Bundles neolord0/hwp2hwpx Java library as a fat JAR:

  • hwplib — reads HWP binary (OLE2/CFB compound document)
  • hwpxlib — writes HWPX XML (ZIP archive with OWPML structure)

Pure file-format conversion. No Hangul installation, no COM API, no DRM issues.

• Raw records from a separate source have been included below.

use super::bencode::Bencode;
use std::collections::BTreeMap;
use std::ops::Range;
use thiserror::Error;

/// Errors produced while decoding bencoded input.
#[derive(Debug, Error, PartialEq, Eq)]
pub enum BencodeError {
    #[error("unexpected end of input while parsing {0}")]
    UnexpectedEof(&'static str),

    #[error("invalid byte {byte:#04x} at position {pos}")]
    InvalidByte { byte: u8, pos: usize },

    #[error("invalid integer at position {pos}")]
    InvalidInteger { pos: usize },

    #[error("invalid string length at position {pos}")]
    InvalidLength { pos: usize },

    #[error("dictionary key at position {pos} is not a byte string")]
    NonStringKey { pos: usize },

    #[error("{0} trailing bytes after value")]
    TrailingData(usize),
}

/// Cursor over a bencoded buffer.
///
/// Tracks the read position so callers can recover the exact byte span of
/// any value, which is what the info-hash computation needs.
pub struct Decoder<'a> {
    input: &'a [u8],
    pos: usize,
}

impl<'a> Decoder<'a> {
    pub fn new(input: &'a [u8]) -> Self {
        Self { input, pos: 0 }
    }

    pub fn position(&self) -> usize {
        self.pos
    }

    pub fn is_at_end(&self) -> bool {
        self.pos >= self.input.len()
    }

    fn peek(&self, context: &'static str) -> Result<u8, BencodeError> {
        self.input
            .get(self.pos)
            .copied()
            .ok_or(BencodeError::UnexpectedEof(context))
    }

    /// Decodes the next complete value.
    pub fn decode_value(&mut self) -> Result<Bencode, BencodeError> {
        match self.peek("value")? {
            b'i' => self.decode_int().map(Bencode::Int),
            b'l' => {
                self.pos += 1;
                let mut list = Vec::new();
                while self.peek("list")? != b'e' {
                    list.push(self.decode_value()?);
                }
                self.pos += 1;
                Ok(Bencode::List(list))
            }
            b'd' => {
                self.pos += 1;
                let mut dict = BTreeMap::new();
                while self.peek("dictionary")? != b'e' {
                    let key_pos = self.pos;
                    if !self.peek("dictionary key")?.is_ascii_digit() {
                        return Err(BencodeError::NonStringKey { pos: key_pos });
                    }
                    let key = self.decode_bytes()?;
                    let value = self.decode_value()?;
                    dict.insert(key, value);
                }
                self.pos += 1;
                Ok(Bencode::Dict(dict))
            }
            b'0'..=b'9' => self.decode_bytes().map(Bencode::Bytes),
            byte => Err(BencodeError::InvalidByte {
                byte,
                pos: self.pos,
            }),
        }
    }

    /// Skips the next value and returns the byte range it occupied.
    pub fn skip_value(&mut self) -> Result<Range<usize>, BencodeError> {
        let start = self.pos;
        self.decode_value()?;
        Ok(start..self.pos)
    }

    fn decode_int(&mut self) -> Result<i64, BencodeError> {
        let start = self.pos;
        self.pos += 1;
        let digits_start = self.pos;
        while self.peek("integer")? != b'e' {
            self.pos += 1;
        }
        let digits = &self.input[digits_start..self.pos];
        self.pos += 1;

        let invalid = BencodeError::InvalidInteger { pos: start };
        let unsigned = digits.strip_prefix(b"-").unwrap_or(digits);
        if unsigned.is_empty()
            || !unsigned.iter().all(u8::is_ascii_digit)
            || (unsigned.len() > 1 && unsigned[0] == b'0')
            || digits == b"-0"
        {
            return Err(invalid);
        }
        std::str::from_utf8(digits)
            .ok()
            .and_then(|s| s.parse::<i64>().ok())
            .ok_or(invalid)
    }

    fn decode_bytes(&mut self) -> Result<Vec<u8>, BencodeError> {
        let start = self.pos;
        while self.peek("string length")? != b':' {
            if !self.input[self.pos].is_ascii_digit() {
                return Err(BencodeError::InvalidLength { pos: start });
            }
            self.pos += 1;
        }
        let len = std::str::from_utf8(&self.input[start..self.pos])
            .ok()
            .and_then(|s| s.parse::<usize>().ok())
            .ok_or(BencodeError::InvalidLength { pos: start })?;
        self.pos += 1;

        let end = self
            .pos
            .checked_add(len)
            .filter(|&end| end <= self.input.len())
            .ok_or(BencodeError::UnexpectedEof("string"))?;
        let bytes = self.input[self.pos..end].to_vec();
        self.pos = end;
        Ok(bytes)
    }
}

/// Decodes a single value that must span the whole input.
pub fn decode(input: &[u8]) -> Result<Bencode, BencodeError> {
    let mut decoder = Decoder::new(input);
    let value = decoder.decode_value()?;
    let rest = input.len() - decoder.position();
    if rest != 0 {
        return Err(BencodeError::TrailingData(rest));
    }
    Ok(value)
}

/// Decodes the first value and ignores anything after it.
///
/// Some trackers pad their responses, so the tracker client uses this.
pub fn decode_prefix(input: &[u8]) -> Result<Bencode, BencodeError> {
    Decoder::new(input).decode_value()
}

Korean file paths on Windows are automatically handled via temp-file workaround (JVM encoding issue bypass).

Output format

The output HWPX is a standard ZIP archive containing:

META-INF/container.xml
Contents/header.xml
Contents/section0.xml
Contents/section1.xml
...

Fully compatible with Hangul 2020+ and any OWPML-aware tool.

License

Apache License 2.0

Based on Java libraries by neolord0:


한국어

HWP(한글 워드프로세서) 파일을 HWPX(OWPML) 형식으로 변환하는 Python 패키지.

pip install hwp2hwpx 한 줄로 설치, 바로 사용. 한글 프로그램 설치 불필요.

설치

pip install hwp2hwpx

Java 필요: winget install EclipseAdoptium.Temurin.21.JDK

사용법

hwp2hwpx 문서.hwp
hwp2hwpx *.hwp -o 출력폴더/
from hwp2hwpx import convert
convert("문서.hwp")

kordoc과의 차이

  • kordoc: HWP를 읽어서 마크다운/JSON으로 추출 (텍스트 파싱)
  • hwp2hwpx: HWP를 HWPX 파일로 변환 (한글에서 열 수 있는 완전한 문서)

Project details


Download files

Download the file for your platform. If you're not sure which to choose, learn more about installing packages.

Source Distribution

hwp2hwpx-1.0.1.tar.gz (2.2 MB view details)

Uploaded Source

Built Distribution

If you're not sure about the file name format, learn more about wheel file names.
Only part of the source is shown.